— Work to complete —
Select from the data all lines with the word "OutOfMemory".

— Information provided —
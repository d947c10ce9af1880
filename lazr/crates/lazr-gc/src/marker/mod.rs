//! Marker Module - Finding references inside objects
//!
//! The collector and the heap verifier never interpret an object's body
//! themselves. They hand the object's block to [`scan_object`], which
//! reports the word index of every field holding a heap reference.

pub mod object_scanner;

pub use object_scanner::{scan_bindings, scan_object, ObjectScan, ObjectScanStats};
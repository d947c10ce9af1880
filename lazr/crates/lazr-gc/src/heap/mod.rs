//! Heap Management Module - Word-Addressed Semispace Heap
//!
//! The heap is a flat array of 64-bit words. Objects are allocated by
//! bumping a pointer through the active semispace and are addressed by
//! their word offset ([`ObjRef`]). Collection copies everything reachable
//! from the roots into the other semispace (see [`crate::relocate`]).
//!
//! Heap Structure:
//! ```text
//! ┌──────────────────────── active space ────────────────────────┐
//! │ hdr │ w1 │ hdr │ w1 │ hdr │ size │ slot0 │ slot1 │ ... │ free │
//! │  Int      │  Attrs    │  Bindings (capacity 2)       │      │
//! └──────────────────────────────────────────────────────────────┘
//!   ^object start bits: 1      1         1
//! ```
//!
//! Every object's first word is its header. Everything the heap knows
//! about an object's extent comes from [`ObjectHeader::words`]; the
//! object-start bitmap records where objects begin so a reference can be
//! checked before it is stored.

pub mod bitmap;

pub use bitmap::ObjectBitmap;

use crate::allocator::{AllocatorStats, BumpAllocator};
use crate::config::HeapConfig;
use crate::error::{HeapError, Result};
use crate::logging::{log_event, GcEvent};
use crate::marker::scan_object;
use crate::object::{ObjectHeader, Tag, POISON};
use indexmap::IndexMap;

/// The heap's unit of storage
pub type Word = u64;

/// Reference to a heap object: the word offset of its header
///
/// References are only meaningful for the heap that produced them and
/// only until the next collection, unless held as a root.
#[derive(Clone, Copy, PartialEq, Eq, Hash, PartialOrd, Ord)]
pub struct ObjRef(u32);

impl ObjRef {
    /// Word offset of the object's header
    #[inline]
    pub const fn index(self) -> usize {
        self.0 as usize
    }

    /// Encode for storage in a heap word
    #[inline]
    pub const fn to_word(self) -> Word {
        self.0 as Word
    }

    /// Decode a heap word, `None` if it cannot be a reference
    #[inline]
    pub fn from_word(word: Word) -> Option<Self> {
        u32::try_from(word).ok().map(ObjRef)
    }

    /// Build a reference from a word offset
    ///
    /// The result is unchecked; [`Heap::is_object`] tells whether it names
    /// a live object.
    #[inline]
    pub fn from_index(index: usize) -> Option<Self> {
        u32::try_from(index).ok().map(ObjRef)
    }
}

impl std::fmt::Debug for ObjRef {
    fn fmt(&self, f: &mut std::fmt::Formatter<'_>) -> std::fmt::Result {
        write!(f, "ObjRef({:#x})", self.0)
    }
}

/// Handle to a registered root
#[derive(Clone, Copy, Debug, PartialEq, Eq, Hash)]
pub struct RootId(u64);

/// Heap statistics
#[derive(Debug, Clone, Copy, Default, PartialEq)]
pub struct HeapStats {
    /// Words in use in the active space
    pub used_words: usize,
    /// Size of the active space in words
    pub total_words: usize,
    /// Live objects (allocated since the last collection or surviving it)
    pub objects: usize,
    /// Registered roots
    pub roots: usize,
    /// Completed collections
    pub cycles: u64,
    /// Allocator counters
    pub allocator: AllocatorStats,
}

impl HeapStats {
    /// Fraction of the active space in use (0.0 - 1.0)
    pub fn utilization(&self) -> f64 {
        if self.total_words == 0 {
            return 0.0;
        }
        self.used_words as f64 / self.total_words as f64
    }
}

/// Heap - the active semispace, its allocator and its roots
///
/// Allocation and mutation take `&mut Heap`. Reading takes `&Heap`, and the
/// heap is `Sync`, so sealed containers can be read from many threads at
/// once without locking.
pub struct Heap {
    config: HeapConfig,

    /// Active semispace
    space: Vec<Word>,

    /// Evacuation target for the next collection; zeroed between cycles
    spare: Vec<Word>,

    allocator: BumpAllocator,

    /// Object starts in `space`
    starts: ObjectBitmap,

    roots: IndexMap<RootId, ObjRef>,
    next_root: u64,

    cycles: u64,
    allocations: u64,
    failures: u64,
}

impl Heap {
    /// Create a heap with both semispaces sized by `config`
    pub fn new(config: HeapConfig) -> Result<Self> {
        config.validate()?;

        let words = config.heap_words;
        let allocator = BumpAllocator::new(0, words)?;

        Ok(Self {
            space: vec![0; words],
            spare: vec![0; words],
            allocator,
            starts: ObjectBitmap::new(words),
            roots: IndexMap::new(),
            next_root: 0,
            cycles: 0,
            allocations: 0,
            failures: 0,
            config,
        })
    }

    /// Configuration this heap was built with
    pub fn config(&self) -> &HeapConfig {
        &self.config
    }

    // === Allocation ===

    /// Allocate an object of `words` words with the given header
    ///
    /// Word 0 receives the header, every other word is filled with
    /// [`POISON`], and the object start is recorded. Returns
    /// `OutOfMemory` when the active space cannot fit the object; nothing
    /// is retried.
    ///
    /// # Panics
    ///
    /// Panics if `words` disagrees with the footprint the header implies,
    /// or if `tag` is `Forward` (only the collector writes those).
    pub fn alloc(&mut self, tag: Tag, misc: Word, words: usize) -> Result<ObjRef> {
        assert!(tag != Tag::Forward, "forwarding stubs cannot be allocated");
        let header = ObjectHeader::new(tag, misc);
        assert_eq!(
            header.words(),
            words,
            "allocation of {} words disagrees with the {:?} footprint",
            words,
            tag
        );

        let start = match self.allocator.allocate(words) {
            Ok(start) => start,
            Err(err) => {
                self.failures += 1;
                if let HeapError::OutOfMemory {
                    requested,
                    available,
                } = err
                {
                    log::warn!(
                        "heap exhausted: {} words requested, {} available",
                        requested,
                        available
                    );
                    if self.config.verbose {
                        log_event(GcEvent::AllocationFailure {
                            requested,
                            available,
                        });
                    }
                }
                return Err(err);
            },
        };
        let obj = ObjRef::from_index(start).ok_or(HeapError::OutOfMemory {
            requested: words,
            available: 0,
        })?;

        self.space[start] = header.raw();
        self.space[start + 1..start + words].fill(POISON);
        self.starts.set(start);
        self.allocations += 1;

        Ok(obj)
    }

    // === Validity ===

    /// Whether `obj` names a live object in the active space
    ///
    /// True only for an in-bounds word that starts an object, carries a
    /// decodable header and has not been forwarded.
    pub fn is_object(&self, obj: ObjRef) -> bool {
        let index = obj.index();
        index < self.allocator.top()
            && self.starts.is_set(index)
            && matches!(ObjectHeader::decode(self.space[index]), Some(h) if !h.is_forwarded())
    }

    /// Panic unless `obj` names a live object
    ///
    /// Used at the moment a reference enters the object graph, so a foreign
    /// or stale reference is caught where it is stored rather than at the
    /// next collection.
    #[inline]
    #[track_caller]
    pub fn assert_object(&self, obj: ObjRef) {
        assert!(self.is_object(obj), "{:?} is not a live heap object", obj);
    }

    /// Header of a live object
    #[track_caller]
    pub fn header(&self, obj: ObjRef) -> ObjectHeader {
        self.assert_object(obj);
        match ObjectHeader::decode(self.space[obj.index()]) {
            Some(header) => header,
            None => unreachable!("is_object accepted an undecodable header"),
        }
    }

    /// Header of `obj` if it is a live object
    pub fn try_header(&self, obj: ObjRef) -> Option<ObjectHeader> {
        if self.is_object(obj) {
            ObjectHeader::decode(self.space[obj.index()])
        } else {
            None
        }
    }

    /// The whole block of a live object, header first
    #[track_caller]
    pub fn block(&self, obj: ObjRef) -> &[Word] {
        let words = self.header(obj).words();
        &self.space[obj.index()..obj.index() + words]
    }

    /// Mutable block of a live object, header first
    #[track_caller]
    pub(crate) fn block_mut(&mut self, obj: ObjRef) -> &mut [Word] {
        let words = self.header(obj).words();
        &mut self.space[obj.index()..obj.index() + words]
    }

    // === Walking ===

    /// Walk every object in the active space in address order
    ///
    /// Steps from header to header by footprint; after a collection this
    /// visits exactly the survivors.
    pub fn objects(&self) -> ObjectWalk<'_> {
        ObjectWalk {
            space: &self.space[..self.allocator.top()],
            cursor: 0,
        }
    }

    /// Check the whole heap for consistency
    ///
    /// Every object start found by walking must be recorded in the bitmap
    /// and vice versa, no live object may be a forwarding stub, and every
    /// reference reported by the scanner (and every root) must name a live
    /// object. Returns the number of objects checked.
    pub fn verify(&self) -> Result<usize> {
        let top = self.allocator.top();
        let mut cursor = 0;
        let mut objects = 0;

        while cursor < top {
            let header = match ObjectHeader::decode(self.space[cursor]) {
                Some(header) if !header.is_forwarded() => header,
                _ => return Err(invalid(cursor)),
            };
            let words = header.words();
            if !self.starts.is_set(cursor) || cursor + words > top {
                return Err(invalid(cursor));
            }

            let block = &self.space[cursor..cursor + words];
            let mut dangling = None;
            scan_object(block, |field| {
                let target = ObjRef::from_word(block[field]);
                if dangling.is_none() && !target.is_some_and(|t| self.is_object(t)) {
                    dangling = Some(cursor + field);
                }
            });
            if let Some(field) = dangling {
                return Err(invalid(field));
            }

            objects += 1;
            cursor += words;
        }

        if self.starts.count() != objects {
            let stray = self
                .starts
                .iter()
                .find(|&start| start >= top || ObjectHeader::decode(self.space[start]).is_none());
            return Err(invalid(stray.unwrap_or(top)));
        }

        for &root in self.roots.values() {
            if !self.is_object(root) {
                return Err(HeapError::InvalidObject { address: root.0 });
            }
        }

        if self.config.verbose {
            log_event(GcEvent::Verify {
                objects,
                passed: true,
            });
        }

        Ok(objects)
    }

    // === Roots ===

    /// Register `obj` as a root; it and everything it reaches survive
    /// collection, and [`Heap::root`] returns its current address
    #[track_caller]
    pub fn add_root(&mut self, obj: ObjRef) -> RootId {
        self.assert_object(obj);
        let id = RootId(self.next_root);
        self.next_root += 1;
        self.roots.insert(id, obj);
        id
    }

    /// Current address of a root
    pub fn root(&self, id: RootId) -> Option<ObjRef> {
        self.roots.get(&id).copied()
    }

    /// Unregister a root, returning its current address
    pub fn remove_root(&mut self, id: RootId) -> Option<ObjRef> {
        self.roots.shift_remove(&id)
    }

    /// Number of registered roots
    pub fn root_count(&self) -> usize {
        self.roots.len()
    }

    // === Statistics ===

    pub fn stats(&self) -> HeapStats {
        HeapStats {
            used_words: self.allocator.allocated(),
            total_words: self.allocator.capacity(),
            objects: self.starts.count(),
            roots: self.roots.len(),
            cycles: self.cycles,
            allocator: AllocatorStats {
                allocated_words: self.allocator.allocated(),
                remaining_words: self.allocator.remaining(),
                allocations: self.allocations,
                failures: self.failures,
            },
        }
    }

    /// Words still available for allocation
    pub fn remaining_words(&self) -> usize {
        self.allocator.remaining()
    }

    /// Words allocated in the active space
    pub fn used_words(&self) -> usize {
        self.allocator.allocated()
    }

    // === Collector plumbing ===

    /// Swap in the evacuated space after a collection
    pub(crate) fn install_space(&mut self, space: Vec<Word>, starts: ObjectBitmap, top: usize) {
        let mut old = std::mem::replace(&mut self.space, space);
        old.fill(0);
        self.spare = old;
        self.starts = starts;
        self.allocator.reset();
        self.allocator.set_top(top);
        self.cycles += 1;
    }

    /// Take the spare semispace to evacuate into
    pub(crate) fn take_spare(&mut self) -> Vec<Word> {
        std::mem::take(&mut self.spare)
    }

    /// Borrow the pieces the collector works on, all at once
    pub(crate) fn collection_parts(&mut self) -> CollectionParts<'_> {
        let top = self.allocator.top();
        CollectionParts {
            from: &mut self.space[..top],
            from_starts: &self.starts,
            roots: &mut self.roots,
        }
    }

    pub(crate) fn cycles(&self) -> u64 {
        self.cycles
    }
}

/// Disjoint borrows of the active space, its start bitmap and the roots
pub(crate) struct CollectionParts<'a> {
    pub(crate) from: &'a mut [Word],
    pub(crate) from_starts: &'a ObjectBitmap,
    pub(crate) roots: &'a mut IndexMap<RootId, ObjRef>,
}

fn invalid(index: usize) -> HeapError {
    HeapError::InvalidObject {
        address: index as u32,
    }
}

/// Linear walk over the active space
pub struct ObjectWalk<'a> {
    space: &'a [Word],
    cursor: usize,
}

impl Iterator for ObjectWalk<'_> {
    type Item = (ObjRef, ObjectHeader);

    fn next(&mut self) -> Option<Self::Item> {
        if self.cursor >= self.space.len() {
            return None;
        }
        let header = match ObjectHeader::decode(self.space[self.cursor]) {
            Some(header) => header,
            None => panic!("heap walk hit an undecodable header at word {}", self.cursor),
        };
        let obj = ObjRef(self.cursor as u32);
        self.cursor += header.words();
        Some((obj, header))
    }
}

— Solution to this task —
    /// `OutOfMemory` when the active space cannot fit the object; nothing
                if let HeapError::OutOfMemory {
        let obj = ObjRef::from_index(start).ok_or(HeapError::OutOfMemory {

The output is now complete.